Setiap dentangan yang ia dendangkan, sama persis, tanpa cela, seperti biolaku
terlampau. Kembali, aku menikmati sensasi mendamaikan itu dalam wujud ia yang
lain.
Dua
alat musik itu, yang tentunya hanya mampu terjamah oleh tangan-tangan panjang
menengah ke atas, buktinya mampu meregukkan bercawan madu pada kisah remajaku.

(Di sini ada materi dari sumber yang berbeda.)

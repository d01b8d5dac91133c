//! Stand-in lexer classifying Makefile text into declarations, target
//! names, and variable references.
//!
//! This is a line-oriented state machine, not a Makefile parser. It
//! mirrors what a syntax-highlighting grammar would classify and is
//! good enough for the linter to run without a host-supplied tokenizer.

use std::sync::LazyLock;

use regex::Regex;

use crate::token::{Span, Token, TokenKind, Tokenizer};

/// `NAME = value` and every other assignment flavour, with optional
/// `export`/`override`/`private` modifiers.
static ASSIGNMENT: LazyLock<Regex> = LazyLock::new(|| {
    Regex::new(
        r"^[ \t]*(?:(?:export|override|private)[ \t]+)*([^\s:#=+?!$(){}]+)[ \t]*(?:=|:=|::=|:::=|\?=|\+=|!=)",
    )
    .expect("assignment pattern is valid")
});

/// `define NAME` opening a multi-line variable.
static DEFINE: LazyLock<Regex> = LazyLock::new(|| {
    Regex::new(r"^[ \t]*(?:(?:export|override|private)[ \t]+)*define[ \t]+([^\s:#=+?!$(){}]+)")
        .expect("define pattern is valid")
});

/// Lines starting with these words are make directives, never rules.
const DIRECTIVES: &[&str] = &[
    "include", "-include", "sinclude", "vpath", "export", "unexport", "undefine", "endef",
];

/// Conditional directives. They may sit between recipe lines without
/// ending the recipe.
const CONDITIONALS: &[&str] = &["ifeq", "ifneq", "ifdef", "ifndef", "else", "endif"];

/// Tokenize Makefile text.
///
/// Never fails: text the lexer does not understand simply yields no
/// tokens.
#[must_use]
pub fn tokenize(input: &str) -> Vec<Token> {
    Lexer::new(input).tokenize()
}

impl Tokenizer for Vec<Token> {
    fn find_spans(&self, kind: TokenKind) -> Vec<Span> {
        self.iter()
            .filter(|t| t.kind == kind)
            .map(|t| t.span)
            .collect()
    }
}

struct Lexer<'a> {
    input: &'a str,
    tokens: Vec<Token>,
    /// Tab-indented lines after a rule line are recipe lines.
    in_recipe: bool,
    /// Inside a `define ... endef` body.
    in_define: bool,
    /// Previous line ended with a backslash.
    continued: bool,
}

impl<'a> Lexer<'a> {
    const fn new(input: &'a str) -> Self {
        Self {
            input,
            tokens: Vec::new(),
            in_recipe: false,
            in_define: false,
            continued: false,
        }
    }

    fn tokenize(mut self) -> Vec<Token> {
        let input = self.input;
        let mut offset = if input.starts_with('\u{FEFF}') { 3 } else { 0 };

        while offset < input.len() {
            let end = input[offset..]
                .find('\n')
                .map_or(input.len(), |i| offset + i);
            let line = input[offset..end].strip_suffix('\r').unwrap_or(&input[offset..end]);
            self.lex_line(offset, line);
            offset = end + 1;
        }

        self.tokens
    }

    fn lex_line(&mut self, offset: usize, line: &str) {
        let continued = self.continued;
        self.continued = line.ends_with('\\');

        if self.in_define {
            if first_word(line.trim_start()) == "endef" {
                self.in_define = false;
            }
            return;
        }

        // recipe bodies and continuations are shell text: only
        // references are interesting there
        if continued || (self.in_recipe && line.starts_with('\t')) {
            self.scan_references(offset, line);
            return;
        }

        let trimmed = line.trim();
        if trimmed.is_empty() || trimmed.starts_with('#') {
            return;
        }

        let code = strip_comment(line);
        self.scan_references(offset, code);

        if CONDITIONALS.contains(&first_word(trimmed)) {
            return;
        }
        self.in_recipe = false;

        if let Some(caps) = DEFINE.captures(code) {
            if let Some(name) = caps.get(1) {
                self.push(TokenKind::GlobalVariableDecl, offset + name.start(), offset + name.end());
            }
            self.in_define = true;
            return;
        }

        if let Some(caps) = ASSIGNMENT.captures(code) {
            if let Some(name) = caps.get(1) {
                self.push(TokenKind::GlobalVariableDecl, offset + name.start(), offset + name.end());
            }
            return;
        }

        if DIRECTIVES.contains(&first_word(trimmed)) {
            return;
        }

        if let Some(colon) = rule_colon(code) {
            self.push_targets(offset, &code[..colon]);
            self.in_recipe = true;
        }
    }

    fn push(&mut self, kind: TokenKind, start: usize, end: usize) {
        if let Some(span) = Span::new(start, end) {
            self.tokens.push(Token { kind, span });
        }
    }

    /// Emit one target token per word of a rule head. Computed names
    /// (anything containing `$`) are skipped.
    fn push_targets(&mut self, offset: usize, head: &str) {
        let bytes = head.as_bytes();
        let mut depth = 0usize;
        let mut word_start: Option<usize> = None;

        for (i, &b) in bytes.iter().enumerate() {
            match b {
                b'(' | b'{' if i > 0 && bytes[i - 1] == b'$' => depth += 1,
                b')' | b'}' if depth > 0 => depth -= 1,
                _ => {}
            }
            if depth == 0 && b.is_ascii_whitespace() {
                if let Some(start) = word_start.take() {
                    self.push_target_word(offset, head, start, i);
                }
            } else if word_start.is_none() {
                word_start = Some(i);
            }
        }
        if let Some(start) = word_start {
            self.push_target_word(offset, head, start, bytes.len());
        }
    }

    fn push_target_word(&mut self, offset: usize, head: &str, start: usize, end: usize) {
        if !head[start..end].contains('$') {
            self.push(TokenKind::TargetName, offset + start, offset + end);
        }
    }

    /// Find `$(NAME)`, `${NAME}` and `$(NAME:a=b)` references.
    ///
    /// Function calls like `$(shell ...)` are not references, but
    /// scanning resumes inside them so nested references are found.
    fn scan_references(&mut self, offset: usize, text: &str) {
        let bytes = text.as_bytes();
        let mut i = 0;

        while i < bytes.len() {
            if bytes[i] != b'$' {
                i += 1;
                continue;
            }
            match bytes.get(i + 1) {
                Some(b'$') => i += 2,
                Some(&open) if open == b'(' || open == b'{' => {
                    let close = if open == b'(' { b')' } else { b'}' };
                    let start = i + 2;
                    let mut end = start;
                    while end < bytes.len() && is_name_byte(bytes[end]) {
                        end += 1;
                    }
                    let name = &text[start..end];
                    let terminated = matches!(bytes.get(end), Some(&c) if c == close || c == b':');
                    if terminated && is_reference_name(name) {
                        self.push(TokenKind::VariableReference, offset + start, offset + end);
                    }
                    i = start;
                }
                _ => i += 1,
            }
        }
    }
}

const fn is_name_byte(b: u8) -> bool {
    !matches!(
        b,
        b' ' | b'\t' | b'$' | b'(' | b')' | b'{' | b'}' | b':' | b',' | b'=' | b'#'
    )
}

/// Automatic variables (`$(@D)`, `$(<F)`, `$(*F)` ...) are never
/// references to user variables. A lone `*` is kept; the extraction
/// layer treats it as the all-arguments sentinel.
fn is_reference_name(name: &str) -> bool {
    let Some(first) = name.chars().next() else {
        return false;
    };
    if matches!(first, '@' | '<' | '^' | '?' | '%' | '+' | '|') {
        return false;
    }
    !(first == '*' && name.len() > 1)
}

/// Text before the first unescaped `#`.
fn strip_comment(line: &str) -> &str {
    let bytes = line.as_bytes();
    for (i, &b) in bytes.iter().enumerate() {
        if b == b'#' && (i == 0 || bytes[i - 1] != b'\\') {
            return &line[..i];
        }
    }
    line
}

fn first_word(text: &str) -> &str {
    text.split(|c: char| c.is_whitespace() || c == '(')
        .next()
        .unwrap_or("")
}

/// Position of the colon separating a rule's targets from its
/// prerequisites. Colons inside `$(...)` do not count, and `:=` is an
/// assignment, not a rule.
fn rule_colon(code: &str) -> Option<usize> {
    let bytes = code.as_bytes();
    let mut depth = 0usize;
    let mut colon = None;

    for (i, &b) in bytes.iter().enumerate() {
        match b {
            b'(' | b'{' if i > 0 && bytes[i - 1] == b'$' => depth += 1,
            b')' | b'}' if depth > 0 => depth -= 1,
            b'=' if depth == 0 => return None,
            b':' if depth == 0 => {
                colon = Some(i);
                break;
            }
            _ => {}
        }
    }

    let colon = colon?;
    let rest = &code[colon + 1..];
    let rest = rest.strip_prefix(':').unwrap_or(rest);
    if rest.starts_with('=') {
        return None;
    }
    if code[..colon].trim().is_empty() {
        return None;
    }
    Some(colon)
}
#![allow(dead_code)]

use makelint_rs::{Config, Diagnostic, Linter, SourceFile, StaticProbe, tokenize};

/// Install a test-writer subscriber once so `RUST_LOG` works in tests.
pub fn init_tracing() {
    let _ = tracing_subscriber::fmt()
        .with_env_filter(tracing_subscriber::EnvFilter::from_default_env())
        .with_test_writer()
        .try_init();
}

/// Lint `text` as `/project/Makefile` with the given sibling names.
pub fn lint_with_siblings(text: &str, siblings: &[&str]) -> Vec<Diagnostic> {
    init_tracing();
    let source = SourceFile::new("/project/Makefile", text);
    let tokens = tokenize(source.text());
    let probe = StaticProbe::new(siblings.iter().copied());
    Linter::new(&source, &tokens, &probe, &Config::default()).run()
}

/// Lint `text` with no sibling files.
pub fn lint(text: &str) -> Vec<Diagnostic> {
    lint_with_siblings(text, &[])
}

pub fn messages(found: &[Diagnostic]) -> Vec<&str> {
    found.iter().map(|d| d.message.as_str()).collect()
}
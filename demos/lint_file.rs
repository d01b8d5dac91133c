//! Lint a Makefile from disk and print its diagnostics.
//!
//! ```text
//! cargo run --example lint_file -- path/to/Makefile
//! ```

use std::process::ExitCode;

use makelint_rs::{Config, SourceFile, lint};

fn main() -> ExitCode {
    let Some(path) = std::env::args().nth(1) else {
        eprintln!("usage: lint_file <Makefile>");
        return ExitCode::FAILURE;
    };

    let text = match std::fs::read_to_string(&path) {
        Ok(text) => text,
        Err(e) => {
            eprintln!("{path}: {e}");
            return ExitCode::FAILURE;
        }
    };

    let found = lint(&SourceFile::new(&path, text), &Config::default());
    for d in &found {
        println!("{d}");
    }

    if found.is_empty() {
        ExitCode::SUCCESS
    } else {
        ExitCode::FAILURE
    }
}
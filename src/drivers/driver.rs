use std::fmt;

/// A decoded 16 bit forward frame
#[derive(Debug, Copy, Clone, PartialEq, Eq)]
pub struct ForwardFrame {
    pub address: u8,
    pub command: u8,
}

impl ForwardFrame {
    pub const fn new(address: u8, command: u8) -> ForwardFrame {
        ForwardFrame { address, command }
    }

    pub const fn to_bits(self) -> u16 {
        ((self.address as u16) << 8) | self.command as u16
    }

    pub const fn from_bits(bits: u16) -> ForwardFrame {
        ForwardFrame {
            address: (bits >> 8) as u8,
            command: bits as u8,
        }
    }
}

impl fmt::Display for ForwardFrame {
    fn fmt(&self, f: &mut fmt::Formatter<'_>) -> fmt::Result {
        write!(f, "{:02x} {:02x}", self.address, self.command)
    }
}

/// Bus side of the hardware. Reception is handled by the receive
/// interrupt posting to a [`FrameLatch`](super::frame_latch::FrameLatch).
pub trait BusDriver {
    /// Level of the bus line. The idle state is high, a low line means
    /// that no bus is present.
    fn bus_idle_high(&mut self) -> bool;
    /// Start transmission of a backward frame.
    fn transmit(&mut self, answer: u8);
}

pub trait Clock {
    /// Sample of a free running timer. Only used as a random seed.
    fn timer_sample(&self) -> u16;
    /// Block the caller for `ticks` milliseconds.
    ///
    /// The delay always runs to completion, there is no way of cancelling
    /// it. The tick source keeps counting while blocked.
    fn sleep_ticks(&mut self, ticks: u16);
}

pub trait GearDriver: BusDriver + Clock + Send {}

impl<T> GearDriver for T where T: BusDriver + Clock + Send {}

#[test]
fn frame_bits() {
    let f = ForwardFrame::new(0xa5, 0x01);
    assert_eq!(f.to_bits(), 0xa501);
    assert_eq!(ForwardFrame::from_bits(0xa501), f);
    assert_eq!(f.to_string(), "a5 01");
}
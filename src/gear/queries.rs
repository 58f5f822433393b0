use super::cmd_defs::YES;
use super::command_table::GearCommand;
use super::control_gear::ControlGear;
use crate::base::address;

// No answer means no
fn yes_if(cond: bool) -> Option<u8> {
    if cond {
        Some(YES)
    } else {
        None
    }
}

impl ControlGear {
    pub(super) fn query(&self, command: GearCommand) -> Option<u8> {
        let regs = &self.regs;
        let status = &regs.status;
        let [random_h, random_m, random_l] = address::long_bytes(regs.random_address);
        match command {
            GearCommand::QueryStatus => Some(status.value()),
            GearCommand::QueryBallast => Some(YES),
            GearCommand::QueryLampFailure => yes_if(status.lamp_failure),
            GearCommand::QueryLampPowerOn => yes_if(status.lamp_on),
            GearCommand::QueryLimitError => yes_if(status.limit_error),
            GearCommand::QueryResetState => yes_if(status.reset_state),
            GearCommand::QueryMissingShortAddress => yes_if(status.missing_short_address),
            GearCommand::QueryPowerFailure => yes_if(status.power_failure),
            GearCommand::QueryVersionNumber => Some(self.config.version_number),
            GearCommand::QueryContentDtr => Some(regs.dtr),
            GearCommand::QueryDeviceType => Some(self.config.device_type),
            GearCommand::QueryPhysicalMinimumLevel => Some(self.config.physical_min_level),
            GearCommand::QueryActualLevel => Some(regs.actual_level),
            GearCommand::QueryMaxLevel => Some(regs.max_level),
            GearCommand::QueryMinLevel => Some(regs.min_level),
            GearCommand::QueryPowerOnLevel => Some(regs.power_on_level),
            GearCommand::QuerySystemFailureLevel => Some(regs.system_failure_level),
            GearCommand::QueryFadeSettings => Some((regs.fade_time << 4) | (regs.fade_rate & 0x0f)),
            GearCommand::QuerySceneLevel(n) => Some(regs.scene[(n & 0x0f) as usize]),
            GearCommand::QueryGroups0_7 => Some(regs.group as u8),
            GearCommand::QueryGroups8_15 => Some((regs.group >> 8) as u8),
            GearCommand::QueryRandomAddressH => Some(random_h),
            GearCommand::QueryRandomAddressM => Some(random_m),
            GearCommand::QueryRandomAddressL => Some(random_l),
            _ => None,
        }
    }
}
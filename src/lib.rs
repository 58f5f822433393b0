pub mod base {
    pub mod address;
    pub mod status;
}

pub mod defs {
    pub mod gear {
        pub mod status;
    }
}

pub mod gear {
    pub mod classify;
    pub mod cmd_defs;
    pub mod command_table;
    pub mod commands;
    pub mod commissioning;
    pub mod control_gear;
    pub mod fade;
    pub mod registers;
    pub mod supervisor;
    pub mod timing;

    mod arc_power;
    mod queries;
    mod settings;
    mod special;

    #[cfg(all(test, feature = "simulator"))]
    mod test;
}

pub mod drivers;

pub mod utils {
    pub mod nv_store;
}

pub mod config;
pub mod error;
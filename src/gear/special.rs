use super::command_table::GearCommand;
use super::control_gear::ControlGear;

impl ControlGear {
    /// Special commands, mostly for address assignment
    pub(super) fn special(&mut self, command: GearCommand) -> Option<u8> {
        let regs = &mut self.regs;
        let comm = &mut self.commissioning;
        match command {
            GearCommand::Terminate => comm.terminate(),
            GearCommand::Dtr(data) => regs.dtr = data,
            GearCommand::Initialise(data) => comm.initialise(regs, data),
            GearCommand::Randomise => {
                let seed = self.driver.timer_sample();
                comm.randomise(regs, self.store.as_mut(), seed)
            }
            GearCommand::Compare => return comm.compare(regs),
            GearCommand::Withdraw => comm.withdraw(regs),
            GearCommand::SearchAddressH(data) => comm.set_search_address(regs, 16, data),
            GearCommand::SearchAddressM(data) => comm.set_search_address(regs, 8, data),
            GearCommand::SearchAddressL(data) => comm.set_search_address(regs, 0, data),
            GearCommand::ProgramShortAddress(data) => {
                comm.program_short_address(regs, self.store.as_mut(), data)
            }
            GearCommand::VerifyShortAddress(data) => return comm.verify_short_address(regs, data),
            GearCommand::QueryShortAddress => return comm.query_short_address(regs),
            GearCommand::PhysicalSelection => comm.physical_selection_toggle(),
            // Only device type 0 is supported
            GearCommand::EnableDeviceType(_) => {}
            _ => {}
        }
        None
    }
}
//! Driver for running a gear in real time on a host.
//!
//! The tick source and frame reception are tasks of the owner. Backward
//! frames are forwarded on a channel.
use crate::drivers::driver::{BusDriver, Clock};
use std::sync::atomic::{AtomicBool, Ordering};
use std::sync::Arc;
use std::time::{Duration, Instant};
use tokio::sync::mpsc;

pub struct HostDriver {
    bus_present: Arc<AtomicBool>,
    answers: mpsc::UnboundedSender<u8>,
    start: Instant,
}

impl HostDriver {
    /// Returns the driver and the receiving end for backward frames
    pub fn new(bus_present: Arc<AtomicBool>) -> (HostDriver, mpsc::UnboundedReceiver<u8>) {
        let (tx, rx) = mpsc::unbounded_channel();
        (
            HostDriver {
                bus_present,
                answers: tx,
                start: Instant::now(),
            },
            rx,
        )
    }
}

impl BusDriver for HostDriver {
    fn bus_idle_high(&mut self) -> bool {
        self.bus_present.load(Ordering::Acquire)
    }

    fn transmit(&mut self, answer: u8) {
        // Nobody listening is the same as an empty bus
        let _ = self.answers.send(answer);
    }
}

impl Clock for HostDriver {
    fn timer_sample(&self) -> u16 {
        self.start.elapsed().as_micros() as u16
    }

    fn sleep_ticks(&mut self, ticks: u16) {
        std::thread::sleep(Duration::from_millis(ticks as u64));
    }
}
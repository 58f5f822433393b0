use crate::error::DynResult;
use serde_derive::Deserialize;
use std::path::Path;

/// Fixed properties of the gear, answered by queries
#[derive(Debug, Clone, PartialEq, Deserialize)]
#[serde(default)]
pub struct GearConfig {
    /// Lowest level the output stage can produce. Also the reset value of
    /// the minimum level.
    pub physical_min_level: u8,
    pub version_number: u8,
    pub device_type: u8,
}

impl Default for GearConfig {
    fn default() -> Self {
        GearConfig {
            physical_min_level: 50,
            version_number: 0,
            device_type: 0,
        }
    }
}

impl GearConfig {
    pub fn from_json(json: &str) -> DynResult<GearConfig> {
        let config: GearConfig = serde_json::from_str(json)?;
        if config.physical_min_level == 0 || config.physical_min_level > 253 {
            return Err(format!(
                "Physical minimum level {} out of range",
                config.physical_min_level
            )
            .into());
        }
        Ok(config)
    }

    pub fn from_file<P: AsRef<Path>>(path: P) -> DynResult<GearConfig> {
        let json = std::fs::read_to_string(path)?;
        Self::from_json(&json)
    }
}

#[test]
fn partial_config() {
    let c = GearConfig::from_json(r#"{"version_number": 8}"#).unwrap();
    assert_eq!(c.version_number, 8);
    assert_eq!(c.physical_min_level, 50);
    assert!(GearConfig::from_json(r#"{"physical_min_level": 254}"#).is_err());
    assert!(GearConfig::from_json(r#""x""#).is_err());
    assert!(GearConfig::from_json(r#"{"physical_min_level": "a"}"#).is_err());
}
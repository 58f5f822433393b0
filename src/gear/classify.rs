use super::cmd_defs as cmd;
use super::timing::{self, SEND_TWICE_WINDOW};
use crate::base::address::{Address, Short};
use crate::drivers::driver::ForwardFrame;
use log::debug;

#[derive(Debug, Copy, Clone, PartialEq, Eq)]
pub enum CommandCategory {
    None,
    DirectArcPower,
    ConfigCommand,
    QueryCommand,
    SpecialCommand,
    IndirectArcPower,
}

#[derive(Debug, Copy, Clone)]
struct Pending {
    frame: ForwardFrame,
    // Ticks left of the confirmation window
    remaining: u32,
}

/// Turns received frames into command categories.
///
/// Configuration commands, INITIALISE and RANDOMISE only take effect when
/// the identical frame is received twice within 100ms. The first frame is
/// kept here until confirmed, replaced or timed out.
#[derive(Debug, Clone, Default)]
pub struct Classifier {
    pending: Option<Pending>,
}

pub fn is_special(address: u8) -> bool {
    let a = address & cmd::SPECIAL_CMD_MASK;
    a == cmd::SPECIAL_CMD_1 || a == cmd::SPECIAL_CMD_2
}

/// Category of a frame, ignoring confirmation. Second value is true if
/// the frame must be confirmed.
fn category(frame: ForwardFrame, short: Option<Short>, groups: u16) -> (CommandCategory, bool) {
    if is_special(frame.address) {
        let twice = frame.address == cmd::INITIALISE || frame.address == cmd::RANDOMISE;
        return (CommandCategory::SpecialCommand, twice);
    }
    let accepted = match Address::from_bus_address(frame.address) {
        Ok(addr) => addr.matches(short, groups),
        Err(_) => false,
    };
    if !accepted {
        return (CommandCategory::None, false);
    }
    if frame.address & cmd::SELECTOR_BIT == 0 {
        return (CommandCategory::DirectArcPower, false);
    }
    match frame.command {
        c if c < cmd::RESET => (CommandCategory::IndirectArcPower, false),
        c if c <= cmd::STORE_DTR_AS_SHORT_ADDRESS => (CommandCategory::ConfigCommand, true),
        c if c <= cmd::QUERY_RANDOM_ADDRESS_L => (CommandCategory::QueryCommand, false),
        _ => (CommandCategory::None, false),
    }
}

impl Classifier {
    pub fn new() -> Classifier {
        Classifier { pending: None }
    }

    pub fn is_pending(&self) -> bool {
        self.pending.is_some()
    }

    /// Advance the confirmation window
    pub fn advance(&mut self, elapsed: u16) {
        if let Some(p) = &mut self.pending {
            p.remaining = p.remaining.saturating_sub(elapsed as u32);
            if p.remaining == 0 {
                debug!("Confirmation of {} timed out", p.frame);
                self.pending = None;
            }
        }
    }

    /// Classify a frame for a gear with the given short address and group
    /// mask.
    pub fn classify(
        &mut self,
        frame: ForwardFrame,
        short: Option<Short>,
        groups: u16,
    ) -> CommandCategory {
        let (category, twice) = category(frame, short, groups);
        // Any other frame cancels a pending confirmation
        let pending = self.pending.take();
        if !twice {
            return category;
        }
        match pending {
            Some(p) if p.frame == frame => {
                debug!("{} confirmed", frame);
                category
            }
            Some(p) => {
                debug!("{} cancelled by {}", p.frame, frame);
                CommandCategory::None
            }
            None => {
                self.pending = Some(Pending {
                    frame,
                    remaining: timing::ticks(SEND_TWICE_WINDOW),
                });
                CommandCategory::None
            }
        }
    }
}
use std::time::Duration;

pub const TICK: Duration = Duration::from_millis(1);
// Second frame of a send twice command must arrive within this time
pub const SEND_TWICE_WINDOW: Duration = Duration::from_millis(100);
// Minimum time between the end of a forward frame and a backward frame
pub const FORWARD_BACKWARD_DELAY: Duration = Duration::from_millis(3);
pub const BACKWARD_FRAME_DURATION: Duration = Duration::from_millis(10);
pub const BUS_FAILURE_TIMEOUT: Duration = Duration::from_millis(500);
pub const SPECIAL_MODE_TIMEOUT: Duration = Duration::from_secs(15 * 60);
// Duration covered by UP and DOWN
pub const UP_DOWN_DURATION: Duration = Duration::from_millis(200);

/// Number of ticks in `d`
pub const fn ticks(d: Duration) -> u32 {
    (d.as_millis() / TICK.as_millis()) as u32
}

#[test]
fn tick_counts() {
    assert_eq!(ticks(SEND_TWICE_WINDOW), 100);
    assert_eq!(ticks(SPECIAL_MODE_TIMEOUT), 900_000);
    assert_eq!(ticks(FORWARD_BACKWARD_DELAY) + ticks(BACKWARD_FRAME_DURATION), 13);
}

Meski wujud asli mereka, masih menjadi misteri bagi gadis mungil seusiaku
ketika itu.
Aku
mengakrabi dia berdua, dalam miniatur berupa kotak musik cantik yang kubeli
seharga Rp4.000,-, sisa menyisihkan mati-matian uang jajan yang jumlah aslinya
saja sudah memprihatinkan. Namun begitu, alunan setia yang kerap menyertai
melodi dendam dan banggaku tersebut, serupa mampu melunasi setiap hutang yang
sulit terbayarkan. Dia berdua; mendamaikan.
0 Tanggapan:
Posting Komentar
Respon koment akan disesuaikan dengan isi koment. No SPAM, RASIS, HUJATAN, dsj. Merci.... :)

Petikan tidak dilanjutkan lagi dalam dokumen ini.